Designed as a sort of tribute/spoof on George Romero's _Living Dead_ films, especially '_Dawn of the Dead_', the film's unique combination of classic British humor (meaning, it doesn't rely on prosthetic gags and is actually funny) and Zombie flavor makes for insanely fun viewing. The scene where Shaun in a hangover walks over to the neighborhood store to buy a cola without even realizing that everyone around him is a zombie, another where Shaun and Ed argue over which LP's are disposable enough to hurl at the Zombies are but two of a million hilarious moments in this film.

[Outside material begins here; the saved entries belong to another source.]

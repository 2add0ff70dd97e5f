//! In-memory ledger storage for tests and embedded use

use std::collections::HashMap;

use async_trait::async_trait;
use parking_lot::RwLock;
use tether_domain::{RecordId, Result, SyncRecord, SyncStatus, TetherError};

use super::ports::SyncRecordRepository;

/// Process-local repository used by tests and embedders without a database
#[derive(Debug, Default)]
pub struct InMemorySyncRecordRepository {
    records: RwLock<HashMap<RecordId, SyncRecord>>,
}

impl InMemorySyncRecordRepository {
    /// Empty repository
    pub fn new() -> Self {
        Self::default()
    }

    /// Number of stored records
    pub fn len(&self) -> usize {
        self.records.read().len()
    }

    /// Whether nothing is stored
    pub fn is_empty(&self) -> bool {
        self.records.read().is_empty()
    }

    fn select<F>(&self, limit: usize, filter: F) -> Vec<SyncRecord>
    where
        F: Fn(&SyncRecord) -> bool,
    {
        let records = self.records.read();
        let mut selected: Vec<_> = records.values().filter(|r| filter(r)).cloned().collect();
        // v7 ids are time ordered, so they break started_at ties.
        selected.sort_by(|a, b| b.started_at.cmp(&a.started_at).then(b.id.cmp(&a.id)));
        selected.truncate(limit);
        selected
    }
}

#[async_trait]
impl SyncRecordRepository for InMemorySyncRecordRepository {
    async fn insert(&self, record: &SyncRecord) -> Result<()> {
        let mut records = self.records.write();
        if records.contains_key(&record.id) {
            return Err(TetherError::InvalidState(format!("sync record {} already exists", record.id)));
        }
        records.insert(record.id, record.clone());
        Ok(())
    }

    async fn update_terminal(&self, record: &SyncRecord) -> Result<()> {
        let mut records = self.records.write();
        let stored = records
            .get_mut(&record.id)
            .ok_or_else(|| TetherError::NotFound(format!("sync record {}", record.id)))?;
        if stored.status != SyncStatus::Pending {
            return Err(TetherError::InvalidState(format!(
                "sync record {} is already {}",
                record.id, stored.status
            )));
        }
        *stored = record.clone();
        Ok(())
    }

    async fn get(&self, id: RecordId) -> Result<Option<SyncRecord>> {
        Ok(self.records.read().get(&id).cloned())
    }

    async fn history(&self, owner_id: &str, limit: usize) -> Result<Vec<SyncRecord>> {
        Ok(self.select(limit, |r| r.owner_id == owner_id))
    }

    async fn latest_for(&self, owner_id: &str, target_id: &str) -> Result<Option<SyncRecord>> {
        Ok(self
            .select(1, |r| r.owner_id == owner_id && r.target_id == target_id)
            .into_iter()
            .next())
    }

    async fn find_by_status(&self, status: SyncStatus, limit: usize) -> Result<Vec<SyncRecord>> {
        Ok(self.select(limit, |r| r.status == status))
    }
}
//! Port interfaces for the sync ledger

use async_trait::async_trait;
use tether_domain::{OperationOutput, OperationRequest, RecordId, Result, SyncRecord, SyncStatus};

/// Durable storage for sync records
#[async_trait]
pub trait SyncRecordRepository: Send + Sync {
    /// Store a new Pending record
    async fn insert(&self, record: &SyncRecord) -> Result<()>;

    /// Persist a Pending to terminal transition.
    ///
    /// Fails with `TetherError::InvalidState` if the stored record is no
    /// longer Pending, so concurrent writers cannot both finish a record.
    async fn update_terminal(&self, record: &SyncRecord) -> Result<()>;

    /// Fetch a record by id
    async fn get(&self, id: RecordId) -> Result<Option<SyncRecord>>;

    /// Owner's records, newest first
    async fn history(&self, owner_id: &str, limit: usize) -> Result<Vec<SyncRecord>>;

    /// Newest record for an owner/target pair
    async fn latest_for(&self, owner_id: &str, target_id: &str) -> Result<Option<SyncRecord>>;

    /// Records in `status`, newest first
    async fn find_by_status(&self, status: SyncStatus, limit: usize) -> Result<Vec<SyncRecord>>;
}

/// Anything that can run an operation request to completion
#[async_trait]
pub trait OperationDispatcher: Send + Sync {
    /// Run `request`, returning its output or the failure
    async fn dispatch(&self, request: OperationRequest) -> Result<OperationOutput>;
}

In fact even without the zombie elements, the film's sharp humor would have made for good amusement (although of course it wouldn't have been Shaun of the Dead then).The best part is that all the spoofs and gags are seamlessly integrated into a genuinely well-strung frenetic narrative that has you constantly wondering what's in store for our hero. The film doesn't shy away from more intense moments, like when Shaun has to shoot his mother after she gets bitten, which is something that needs to be commended because it gets a lot closer to the spirit of Romero's films. 

Right from start to finish, Shaun of the Dead is one exciting roller-coaster ride without a single second of boredom or predictability. Enjoyable for all, but a good deal more for Romero fans since there are a lot of sly references to the original movies. 

*NOTE:* Some scenes of gore...those with a queasy stomach please take note. But do see the film.


----------



## Brian G Turner (Aug 17, 2004)

I've never ever erally been into zombie films. I know I saw a couple as a kid but they never appealed. But Shaun of the Dead is one I will definitely look out for - the writers wrote an excellent TV series called "Spaced" which was squarely aimed at a British generation aged 28-35 - such as myself - and was absolutely brilliant. Although a lot of it revolves on references only the 28-35 Brits would get, there was still a lot of charm and wonder in it for other.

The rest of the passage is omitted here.